Assim sendo, não se deve confundir a cobertura assistencial com as demais características do plano, tais como padrão de acomodação, abrangência geográfica ou rede hospitalar.

 

 

8. O que é Abrangência Geográfica?

Abrangência Geográfica é a amplitude da área de cobertura assistencial do plano de saúde, em que a operadora fica obrigada a garantir todas as coberturas de assistência à saúde contratadas pelo beneficiário, podendo ser nacional, estadual, grupo de estados, municipal ou grupo de municípios.

 

 

9. Reajustes de planos de saúde para Pessoa Jurídica e Pessoa Física

1- Reajuste de plano de saúde Pessoa Física:

Todo ano a ANS divulga o índice que será aplicado aos contratos de pessoa física, sempre no mês de aniversário do contrato.

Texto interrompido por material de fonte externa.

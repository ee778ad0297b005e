//! Analytic bounding primitives: signed-distance tests and swept-point
//! intersections.
//!
//! A [`Surface`] bounds a convex solid from one side: its `test` is negative
//! inside the solid, zero on the surface, positive outside. All three
//! primitives use metric signed distance, so a penetration depth is simply
//! the negated test value.

use glam::DVec3;

use crate::math::{Trace, EPSILON};

/// Oriented plane. `normal` is unit length and points outside the solid.
#[derive(Debug, Clone, Copy, PartialEq)]
pub struct Plane {
    pub origin: DVec3,
    pub normal: DVec3,
}

impl Plane {
    pub fn new(origin: DVec3, normal: DVec3) -> Self {
        Self {
            origin,
            normal: normal.normalize(),
        }
    }

    /// Plane through three points; the normal follows the winding
    /// `(b - a) x (c - a)`.
    pub fn from_three_points(a: DVec3, b: DVec3, c: DVec3) -> Self {
        Self::new(a, (b - a).cross(c - a))
    }

    pub fn signed_distance(&self, point: DVec3) -> f64 {
        (point - self.origin).dot(self.normal)
    }

    pub fn is_parallel_to(&self, other: &Plane) -> bool {
        self.normal.cross(other.normal).length_squared() <= EPSILON
    }

    /// Intersection of an unbounded line with the plane. `None` when the
    /// line is parallel to it.
    pub fn line_intersect(&self, origin: DVec3, direction: DVec3) -> Option<DVec3> {
        let denom = direction.dot(self.normal);
        if denom.abs() <= EPSILON {
            return None;
        }
        let t = (self.origin - origin).dot(self.normal) / denom;
        Some(origin + direction * t)
    }

    /// Intersection point of three planes, `None` when the system is
    /// near-singular (two of them close to parallel).
    pub fn intersect_three(p1: &Plane, p2: &Plane, p3: &Plane) -> Option<DVec3> {
        let (n1, n2, n3) = (p1.normal, p2.normal, p3.normal);
        let det = n1.dot(n2.cross(n3));
        if det.abs() <= EPSILON {
            return None;
        }
        let c1 = n1.dot(p1.origin);
        let c2 = n2.dot(p2.origin);
        let c3 = n3.dot(p3.origin);
        Some((n2.cross(n3) * c1 + n3.cross(n1) * c2 + n1.cross(n2) * c3) / det)
    }
}

/// Sphere bounding its inside.
#[derive(Debug, Clone, Copy, PartialEq)]
pub struct Sphere {
    pub center: DVec3,
    pub radius: f64,
}

impl Sphere {
    pub fn new(center: DVec3, radius: f64) -> Self {
        Self { center, radius }
    }

    pub fn signed_distance(&self, point: DVec3) -> f64 {
        point.distance(self.center) - self.radius
    }
}

/// Infinite cylinder around the line `origin + t * axis`. `axis` is unit
/// length.
#[derive(Debug, Clone, Copy, PartialEq)]
pub struct Cylinder {
    pub origin: DVec3,
    pub axis: DVec3,
    pub radius: f64,
}

impl Cylinder {
    pub fn new(origin: DVec3, axis: DVec3, radius: f64) -> Self {
        Self {
            origin,
            axis: axis.normalize(),
            radius,
        }
    }

    /// Orthogonal projection of a point onto the cylinder axis line.
    pub fn project_on_axis(&self, point: DVec3) -> DVec3 {
        self.origin + self.axis * (point - self.origin).dot(self.axis)
    }

    pub fn signed_distance(&self, point: DVec3) -> f64 {
        point.distance(self.project_on_axis(point)) - self.radius
    }
}

/// A bounding primitive of a convex shape.
#[derive(Debug, Clone, Copy, PartialEq)]
pub enum Surface {
    Plane(Plane),
    Sphere(Sphere),
    Cylinder(Cylinder),
}

impl Surface {
    /// Signed distance from the point to the surface, negative inside.
    pub fn test(&self, point: DVec3) -> f64 {
        match self {
            Surface::Plane(p) => p.signed_distance(point),
            Surface::Sphere(s) => s.signed_distance(point),
            Surface::Cylinder(c) => c.signed_distance(point),
        }
    }

    pub fn is_plane(&self) -> bool {
        matches!(self, Surface::Plane(_))
    }

    /// Outward direction at a point on or near the surface.
    pub fn normal_at(&self, point: DVec3) -> DVec3 {
        match self {
            Surface::Plane(p) => p.normal,
            Surface::Sphere(s) => (point - s.center).normalize_or(DVec3::X),
            Surface::Cylinder(c) => (point - c.project_on_axis(point)).normalize_or(DVec3::X),
        }
    }

    /// Earliest intersection of a swept point with the surface, as
    /// `(hit_point, t)` with `-EPSILON <= t <= max_t + EPSILON`.
    ///
    /// `inflate` grows the surface by a radius, turning the query into a
    /// sphere-swept one.
    pub fn trace_intersect(&self, trace: &Trace, inflate: f64, max_t: f64) -> Option<(DVec3, f64)> {
        match self {
            Surface::Plane(p) => {
                let denom = trace.motion.dot(p.normal);
                if denom.abs() <= EPSILON {
                    return None;
                }
                let shifted = p.origin + p.normal * inflate;
                let t = (shifted - trace.origin).dot(p.normal) / denom;
                in_range(t, max_t).map(|t| (trace.origin + trace.motion * t, t))
            }
            Surface::Sphere(s) => {
                let oc = trace.origin - s.center;
                quadratic_sweep(oc, trace.motion, s.radius + inflate, max_t)
                    .map(|t| (trace.origin + trace.motion * t, t))
            }
            Surface::Cylinder(c) => {
                // Work in the plane orthogonal to the axis
                let oc = trace.origin - c.origin;
                let oc_p = oc - c.axis * oc.dot(c.axis);
                let d_p = trace.motion - c.axis * trace.motion.dot(c.axis);
                quadratic_sweep(oc_p, d_p, c.radius + inflate, max_t)
                    .map(|t| (trace.origin + trace.motion * t, t))
            }
        }
    }
}

fn in_range(t: f64, max_t: f64) -> Option<f64> {
    if t >= -EPSILON && t <= max_t + EPSILON {
        Some(t)
    } else {
        None
    }
}

/// Smallest admissible root of `|offset + t * motion| = radius`.
fn quadratic_sweep(offset: DVec3, motion: DVec3, radius: f64, max_t: f64) -> Option<f64> {
    let a = motion.length_squared();
    if a <= EPSILON {
        return None;
    }
    let b = 2.0 * offset.dot(motion);
    let c = offset.length_squared() - radius * radius;
    let discriminant = b * b - 4.0 * a * c;
    if discriminant < 0.0 {
        return None;
    }
    let sq = discriminant.sqrt();
    let t1 = (-b - sq) / (2.0 * a);
    let t2 = (-b + sq) / (2.0 * a);
    in_range(t1, max_t).or_else(|| in_range(t2, max_t))
}

/// Closest points between two lines: the point on the first line and the
/// vector from it to the closest point on the second line. Falls back to
/// the first origin's perpendicular for parallel lines.
pub(crate) fn line_closest_approach(
    origin1: DVec3,
    dir1: DVec3,
    origin2: DVec3,
    dir2: DVec3,
) -> (DVec3, DVec3) {
    let a = dir1.length_squared();
    let b = dir1.dot(dir2);
    let c = dir2.length_squared();
    let den = a * c - b * b;
    if den.abs() <= EPSILON {
        let p2 = origin2 + dir2 * ((origin1 - origin2).dot(dir2) / c);
        return (origin1, p2 - origin1);
    }
    let w = origin1 - origin2;
    let p = dir1.dot(w);
    let q = dir2.dot(w);
    let t1 = (b * q - c * p) / den;
    let t2 = (a * q - b * p) / den;
    let p1 = origin1 + dir1 * t1;
    let p2 = origin2 + dir2 * t2;
    (p1, p2 - p1)
}

#[cfg(test)]
mod tests {
    use super::*;

    #[test]
    fn test_plane_signed_distance() {
        let plane = Plane::new(DVec3::new(0.0, 2.0, 0.0), DVec3::Y);
        assert!((plane.signed_distance(DVec3::new(5.0, 3.0, -1.0)) - 1.0).abs() < 1e-12);
        assert!((plane.signed_distance(DVec3::ZERO) + 2.0).abs() < 1e-12);
    }

    #[test]
    fn test_sphere_signed_distance() {
        let sphere = Sphere::new(DVec3::ZERO, 2.0);
        assert!((sphere.signed_distance(DVec3::new(3.0, 0.0, 0.0)) - 1.0).abs() < 1e-12);
        assert!((sphere.signed_distance(DVec3::new(0.0, 1.0, 0.0)) + 1.0).abs() < 1e-12);
    }

    #[test]
    fn test_cylinder_signed_distance_ignores_axis_component() {
        let cylinder = Cylinder::new(DVec3::ZERO, DVec3::Z, 1.0);
        let d = cylinder.signed_distance(DVec3::new(3.0, 0.0, 42.0));
        assert!((d - 2.0).abs() < 1e-12);
    }

    #[test]
    fn test_three_plane_intersection() {
        let px = Plane::new(DVec3::new(1.0, 0.0, 0.0), DVec3::X);
        let py = Plane::new(DVec3::new(0.0, 2.0, 0.0), DVec3::Y);
        let pz = Plane::new(DVec3::new(0.0, 0.0, 3.0), DVec3::Z);
        let p = Plane::intersect_three(&px, &py, &pz).unwrap();
        assert!((p - DVec3::new(1.0, 2.0, 3.0)).length() < 1e-12);

        let py2 = Plane::new(DVec3::new(0.0, -2.0, 0.0), DVec3::Y);
        assert!(Plane::intersect_three(&px, &py, &py2).is_none());
    }

    #[test]
    fn test_plane_trace_intersect() {
        let plane = Surface::Plane(Plane::new(DVec3::new(1.5, 0.0, 0.0), DVec3::X));
        let trace = Trace::new(DVec3::new(5.0, 0.0, 0.0), DVec3::new(-5.0, 0.0, 0.0));
        let (hit, t) = plane.trace_intersect(&trace, 0.0, 1.0).unwrap();
        assert!((t - 0.7).abs() < 1e-12);
        assert!((hit - DVec3::new(1.5, 0.0, 0.0)).length() < 1e-12);

        // Parallel motion never hits
        let tangent = Trace::new(DVec3::new(5.0, 3.0, 0.0), DVec3::new(0.0, -1.0, 0.0));
        assert!(plane.trace_intersect(&tangent, 0.0, 1.0).is_none());
    }

    #[test]
    fn test_sphere_trace_intersect_picks_near_root() {
        let sphere = Surface::Sphere(Sphere::new(DVec3::ZERO, 2.0));
        let trace = Trace::new(DVec3::new(5.0, 0.0, 0.0), DVec3::new(-5.0, 0.0, 0.0));
        let (hit, t) = sphere.trace_intersect(&trace, 0.0, 1.0).unwrap();
        assert!((t - 0.6).abs() < 1e-12);
        assert!((hit - DVec3::new(2.0, 0.0, 0.0)).length() < 1e-12);
    }

    #[test]
    fn test_sphere_trace_intersect_inflated() {
        let sphere = Surface::Sphere(Sphere::new(DVec3::ZERO, 2.0));
        let trace = Trace::new(DVec3::new(5.0, 0.0, 0.0), DVec3::new(-5.0, 0.0, 0.0));
        let (_, t) = sphere.trace_intersect(&trace, 1.0, 1.0).unwrap();
        // Inflated radius 3: hit at x = 3
        assert!((t - 0.4).abs() < 1e-12);
    }

    #[test]
    fn test_cylinder_trace_parallel_to_axis_misses() {
        let cylinder = Surface::Cylinder(Cylinder::new(DVec3::ZERO, DVec3::Y, 1.0));
        let trace = Trace::new(DVec3::new(3.0, -5.0, 0.0), DVec3::new(0.0, 10.0, 0.0));
        assert!(cylinder.trace_intersect(&trace, 0.0, 1.0).is_none());
    }

    #[test]
    fn test_line_closest_approach_skew() {
        // x axis and a z-directed line offset in y
        let (p1, to2) = line_closest_approach(
            DVec3::ZERO,
            DVec3::X,
            DVec3::new(2.0, 3.0, -7.0),
            DVec3::Z,
        );
        assert!((p1 - DVec3::new(2.0, 0.0, 0.0)).length() < 1e-12);
        assert!((to2 - DVec3::new(0.0, 3.0, 0.0)).length() < 1e-12);
    }

    #[test]
    fn test_line_closest_approach_parallel() {
        let (p1, to2) = line_closest_approach(
            DVec3::ZERO,
            DVec3::X,
            DVec3::new(5.0, 1.0, 0.0),
            DVec3::X,
        );
        assert_eq!(p1, DVec3::ZERO);
        assert!((to2 - DVec3::new(0.0, 1.0, 0.0)).length() < 1e-12);
    }
}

Clique aqui para conferir os índices de reajuste dos últimos anos.

 

2- Reajuste de plano de saúde Pessoa Jurídica com ate 29 vidas:

Serão levados em conta os últimos 12 meses de todos os contratos com 29 vidas ou menos em um agrupamento único que chamamos de “Pool de risco”, será calculado um único índice para todos os contratos dessa categoria.

Clique aqui para conferir os índices de reajuste dos últimos anos.

 

3- Reajuste de plano de saúde Pessoa Jurídica com 30 vidas ou mais:

Todo ano no mês de aniversário de contrato o índice de reajuste será negociado entre Unimed e Empresa.

 

 

10. Declaração de Saúde e CPT:

Todos os planos de saúde firmados entre Unimed e pessoa física ou Unimed e pessoa Jurídica com 29 vidas ou menos, terão que cumprir todas as carências antes citadas, e preencher e passar pela entrevista qualificada, que no preenchimento a pessoa fala sobre sua saúde e na hora de passar pelo médico ele avalia se há ou não mais alguma doença.

No caso de contratação de Plano Empresarial com 30 vidas ou mais, não se faz necessário o preenchimento da entrevista, para os beneficiários que iniciaram o plano e posteriormente para todos que aderirem em até 30 dias do evento (contratação para titulares e casamento ou nascimento para dependentes).